The following figure shows the sequence of class construction and inheritance during instantiation of a class hierarchy.

The numbered arrows show the order in which execution occurs during construction of the class hierarchy.
So, an instantiated class (an object) actually represents a hierarchy of
classes, with the root class (Progress.Lang.Object) at
the top and the instantiated class as the most derived class at the bottom (ClassC).
When a class is instantiated, the specified constructor for each class in its class
hierarchy is executed as part of the instantiation process. The AVM first invokes the
constructor in the instantiated class (ClassC) of the object. The first action of the
instantiated class’s constructor must be to invoke a constructor in its immediate super
class (ClassB), whether implicitly (for the default constructor) or explicitly
(especially if parameters must be passed).
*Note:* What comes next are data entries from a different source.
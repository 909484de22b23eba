//! Rule operators: the second argument of `SecRule`.
//!
//! Reference: ModSecurity v2 reference manual, "Operators"

use std::fmt;
use std::net::IpAddr;

use ipnet::IpNet;
use serde::Serialize;

use crate::position::Position;
use crate::value::ExpandableString;

/// The match operator of a rule, e.g. `!@rx ^GET$`.
#[derive(Debug, Clone, PartialEq, Serialize)]
pub struct Operator {
    pub kind: OperatorKind,
    /// A leading `!` inverts the match result.
    pub negated: bool,
    pub position: Position,
}

impl fmt::Display for Operator {
    fn fmt(&self, f: &mut fmt::Formatter<'_>) -> fmt::Result {
        if self.negated {
            f.write_str("!")?;
        }
        write!(f, "@{}", self.kind.name())?;
        match &self.kind {
            OperatorKind::Regex(s)
            | OperatorKind::IpMatchFromFile(s)
            | OperatorKind::Rbl(s) => write!(f, " {s}"),
            OperatorKind::Pm(words) | OperatorKind::PmFromFile(words) => {
                write!(f, " {}", words.join(" "))
            }
            OperatorKind::IpMatch(ranges) => {
                let ranges: Vec<String> = ranges.iter().map(ToString::to_string).collect();
                write!(f, " {}", ranges.join(","))
            }
            OperatorKind::ValidateByteRange(ranges) => {
                let ranges: Vec<String> = ranges.iter().map(ToString::to_string).collect();
                write!(f, " {}", ranges.join(","))
            }
            kind => match kind.argument() {
                Some(arg) => write!(f, " {arg}"),
                None => Ok(()),
            },
        }
    }
}

/// Operator families and their parsed arguments.
#[derive(Debug, Clone, PartialEq, Serialize)]
pub enum OperatorKind {
    /// `@rx`, and the implicit operator when no `@name` is given. The pattern
    /// is kept verbatim and not compiled.
    Regex(String),
    BeginsWith(ExpandableString),
    Contains(ExpandableString),
    ContainsWord(ExpandableString),
    EndsWith(ExpandableString),
    Streq(ExpandableString),
    Within(ExpandableString),
    Eq(ExpandableString),
    Ge(ExpandableString),
    Gt(ExpandableString),
    Le(ExpandableString),
    Lt(ExpandableString),
    /// Whitespace-separated phrases.
    Pm(Vec<String>),
    /// Whitespace-separated phrase files (`@pmFromFile`, `@pmf`).
    PmFromFile(Vec<String>),
    IpMatch(Vec<IpRange>),
    /// `@ipMatchFromFile`, `@ipMatchF`
    IpMatchFromFile(String),
    Rbl(String),
    GeoLookup,
    ValidateByteRange(Vec<ByteRange>),
    ValidateUrlEncoding,
    ValidateUtf8Encoding,
    DetectSqli,
    DetectXss,
    UnconditionalMatch,
    NoMatch,
}

impl OperatorKind {
    /// The operator name as written after `@`.
    pub fn name(&self) -> &'static str {
        match self {
            OperatorKind::Regex(_) => "rx",
            OperatorKind::BeginsWith(_) => "beginsWith",
            OperatorKind::Contains(_) => "contains",
            OperatorKind::ContainsWord(_) => "containsWord",
            OperatorKind::EndsWith(_) => "endsWith",
            OperatorKind::Streq(_) => "streq",
            OperatorKind::Within(_) => "within",
            OperatorKind::Eq(_) => "eq",
            OperatorKind::Ge(_) => "ge",
            OperatorKind::Gt(_) => "gt",
            OperatorKind::Le(_) => "le",
            OperatorKind::Lt(_) => "lt",
            OperatorKind::Pm(_) => "pm",
            OperatorKind::PmFromFile(_) => "pmFromFile",
            OperatorKind::IpMatch(_) => "ipMatch",
            OperatorKind::IpMatchFromFile(_) => "ipMatchFromFile",
            OperatorKind::Rbl(_) => "rbl",
            OperatorKind::GeoLookup => "geoLookup",
            OperatorKind::ValidateByteRange(_) => "validateByteRange",
            OperatorKind::ValidateUrlEncoding => "validateUrlEncoding",
            OperatorKind::ValidateUtf8Encoding => "validateUtf8Encoding",
            OperatorKind::DetectSqli => "detectSQLi",
            OperatorKind::DetectXss => "detectXSS",
            OperatorKind::UnconditionalMatch => "unconditionalMatch",
            OperatorKind::NoMatch => "noMatch",
        }
    }

    /// The expandable argument of string and numeric comparison operators.
    pub fn argument(&self) -> Option<&ExpandableString> {
        match self {
            OperatorKind::BeginsWith(s)
            | OperatorKind::Contains(s)
            | OperatorKind::ContainsWord(s)
            | OperatorKind::EndsWith(s)
            | OperatorKind::Streq(s)
            | OperatorKind::Within(s)
            | OperatorKind::Eq(s)
            | OperatorKind::Ge(s)
            | OperatorKind::Gt(s)
            | OperatorKind::Le(s)
            | OperatorKind::Lt(s) => Some(s),
            _ => None,
        }
    }
}

/// An address or network for `@ipMatch`, e.g. `10.0.0.0/8` or `::1`.
#[derive(Debug, Clone, Copy, PartialEq, Eq, Hash, Serialize)]
#[serde(transparent)]
pub struct IpRange {
    pub network: IpNet,
}

impl IpRange {
    /// Parse `addr` or `addr/prefix`. Returns `None` for malformed input or
    /// a prefix longer than the address.
    pub fn parse(s: &str) -> Option<Self> {
        let network = match s.parse::<IpNet>() {
            Ok(network) => network,
            Err(_) => IpNet::from(s.parse::<IpAddr>().ok()?),
        };
        Some(IpRange { network })
    }

    pub fn address(&self) -> IpAddr {
        self.network.addr()
    }

    /// Prefix length; 32 or 128 for a single host.
    pub fn prefix(&self) -> u8 {
        self.network.prefix_len()
    }

    pub fn is_host(&self) -> bool {
        self.network.prefix_len() == self.network.max_prefix_len()
    }

    pub fn contains(&self, address: &IpAddr) -> bool {
        self.network.contains(address)
    }
}

impl fmt::Display for IpRange {
    fn fmt(&self, f: &mut fmt::Formatter<'_>) -> fmt::Result {
        if self.is_host() {
            write!(f, "{}", self.address())
        } else {
            write!(f, "{}", self.network)
        }
    }
}

/// An inclusive byte range for `@validateByteRange`.
#[derive(Debug, Clone, Copy, PartialEq, Eq, Hash, Serialize)]
pub struct ByteRange {
    pub start: u8,
    pub end: u8,
}

impl ByteRange {
    /// Parse `N` or `N-M` with `0 <= N <= M <= 255`.
    pub fn parse(s: &str) -> Option<Self> {
        let (start, end) = match s.split_once('-') {
            Some((start, end)) => (start.trim(), end.trim()),
            None => (s.trim(), s.trim()),
        };
        let start: u8 = start.parse().ok()?;
        let end: u8 = end.parse().ok()?;
        (start <= end).then_some(ByteRange { start, end })
    }
}

impl fmt::Display for ByteRange {
    fn fmt(&self, f: &mut fmt::Formatter<'_>) -> fmt::Result {
        if self.start == self.end {
            write!(f, "{}", self.start)
        } else {
            write!(f, "{}-{}", self.start, self.end)
        }
    }
}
This super class constructor, in turn, invokes a constructor in its own
immediate super class (ClassA). This chain of super class constructor invocation
continues to the root class (Progress.Lang.Object).
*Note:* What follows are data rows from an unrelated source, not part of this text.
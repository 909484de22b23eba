//! Character-level tokenizer for SecRule configuration text.
//!
//! The lexer is a small state machine. Each call to [`Lexer::next`] runs the
//! machine just far enough to produce one token, so the parser can pull tokens
//! lazily, although [`tokenize`] drains the whole input up front.
//!
//! States:
//!
//! | State          | Enters on                        | Leaves on                               |
//! |----------------|----------------------------------|-----------------------------------------|
//! | line start     | start of input, newline          | `#`, a letter, end of input             |
//! | comment        | `#` at line start                | newline                                 |
//! | directive name | a letter at line start           | whitespace, newline                     |
//! | argument       | whitespace after a directive     | `"`, any other character, newline       |
//! | unquoted       | a non-quote argument character   | whitespace, newline, end of input       |
//! | quoted         | `"`                              | the closing `"`                         |
//!
//! Inside an argument, identifier runs are split by single-character
//! punctuation (`& : | @ , . ' = ; % { } + - ! /`). A backslash escapes the
//! next character: `\` + newline is a line continuation, `\"` inside quotes is
//! a literal quote, and any other pair is kept verbatim so regular expressions
//! such as `\d` or `\/` survive untouched.

use std::collections::VecDeque;
use std::fmt;
use std::sync::Arc;

use serde::Serialize;

use crate::error::{Result, SecRuleError};
use crate::position::{LineIndex, Position};

// =============================================================================
// Tokens
// =============================================================================

/// The kind of a lexical token.
#[derive(Debug, Clone, Copy, PartialEq, Eq, Hash, Serialize)]
pub enum TokenKind {
    Eof,
    CommentStart,
    Comment,
    Directive,
    ArgumentStart,
    ArgumentStop,
    Ident,
    /// A whitespace run inside a quoted argument.
    Whitespace,
    At,
    Ampersand,
    Colon,
    Pipe,
    Comma,
    Equals,
    Semicolon,
    SingleQuote,
    Percent,
    CurlyOpen,
    CurlyClose,
    Dot,
    Plus,
    Minus,
    Exclamation,
    ForwardSlash,
}

impl TokenKind {
    /// The punctuation kind for `c`, if `c` splits identifiers.
    pub fn punctuation(c: char) -> Option<TokenKind> {
        match c {
            '@' => Some(TokenKind::At),
            '&' => Some(TokenKind::Ampersand),
            ':' => Some(TokenKind::Colon),
            '|' => Some(TokenKind::Pipe),
            ',' => Some(TokenKind::Comma),
            '=' => Some(TokenKind::Equals),
            ';' => Some(TokenKind::Semicolon),
            '\'' => Some(TokenKind::SingleQuote),
            '%' => Some(TokenKind::Percent),
            '{' => Some(TokenKind::CurlyOpen),
            '}' => Some(TokenKind::CurlyClose),
            '.' => Some(TokenKind::Dot),
            '+' => Some(TokenKind::Plus),
            '-' => Some(TokenKind::Minus),
            '!' => Some(TokenKind::Exclamation),
            '/' => Some(TokenKind::ForwardSlash),
            _ => None,
        }
    }

    /// Short human-readable description used in diagnostics.
    pub fn describe(&self) -> &'static str {
        match self {
            TokenKind::Eof => "end of input",
            TokenKind::CommentStart => "comment",
            TokenKind::Comment => "comment text",
            TokenKind::Directive => "directive",
            TokenKind::ArgumentStart => "start of argument",
            TokenKind::ArgumentStop => "end of argument",
            TokenKind::Ident => "identifier",
            TokenKind::Whitespace => "whitespace",
            TokenKind::At => "'@'",
            TokenKind::Ampersand => "'&'",
            TokenKind::Colon => "':'",
            TokenKind::Pipe => "'|'",
            TokenKind::Comma => "','",
            TokenKind::Equals => "'='",
            TokenKind::Semicolon => "';'",
            TokenKind::SingleQuote => "single quote",
            TokenKind::Percent => "'%'",
            TokenKind::CurlyOpen => "'{'",
            TokenKind::CurlyClose => "'}'",
            TokenKind::Dot => "'.'",
            TokenKind::Plus => "'+'",
            TokenKind::Minus => "'-'",
            TokenKind::Exclamation => "'!'",
            TokenKind::ForwardSlash => "'/'",
        }
    }
}

/// A positioned token. `value` holds the source text the token stands for,
/// with escapes and line continuations already applied.
#[derive(Debug, Clone, PartialEq, Serialize)]
pub struct Token {
    pub kind: TokenKind,
    pub value: String,
    pub position: Position,
}

impl Token {
    pub fn is(&self, kind: TokenKind) -> bool {
        self.kind == kind
    }

    /// Description for "expected X, found Y" diagnostics.
    pub fn describe(&self) -> String {
        match self.kind {
            TokenKind::Ident | TokenKind::Directive => {
                format!("{} {:?}", self.kind.describe(), self.value)
            }
            kind => kind.describe().to_string(),
        }
    }
}

impl fmt::Display for Token {
    fn fmt(&self, f: &mut fmt::Formatter<'_>) -> fmt::Result {
        write!(f, "{} {:?} {:?}", self.position, self.kind, self.value)
    }
}

/// Whitespace as understood by the lexer. Newline is not whitespace: it
/// terminates directives.
pub fn is_whitespace(c: char) -> bool {
    matches!(
        c,
        '\t' | '\u{0B}' | '\u{0C}' | '\r' | ' ' | '\u{85}' | '\u{A0}'
    )
}

// =============================================================================
// Lexer
// =============================================================================

#[derive(Debug, Clone, Copy, PartialEq, Eq)]
enum State {
    LineStart,
    Comment,
    DirectiveName,
    Argument,
    Unquoted,
    Quoted,
    Done,
}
When the root class's constructor is invoked, it executes to completion. Execution then
returns to its caller, its immediate subclass (ClassA), so that the subclass constructor
can complete. This sequence continues until the constructor in the most derived subclass
(the originally instantiated class, ClassC) completes. In this way, although
instantiation of a class always starts at the bottom of its class hierarchy, the object
representing this hierarchy is constructed starting from the root class at the top.
Also, note that one or both of ClassA and ClassB can be either abstract or non-abstract classes. So, in an ABL class hierarchy, only the instantiated class (ClassC in the figure) must be fully implemented (non-abstract).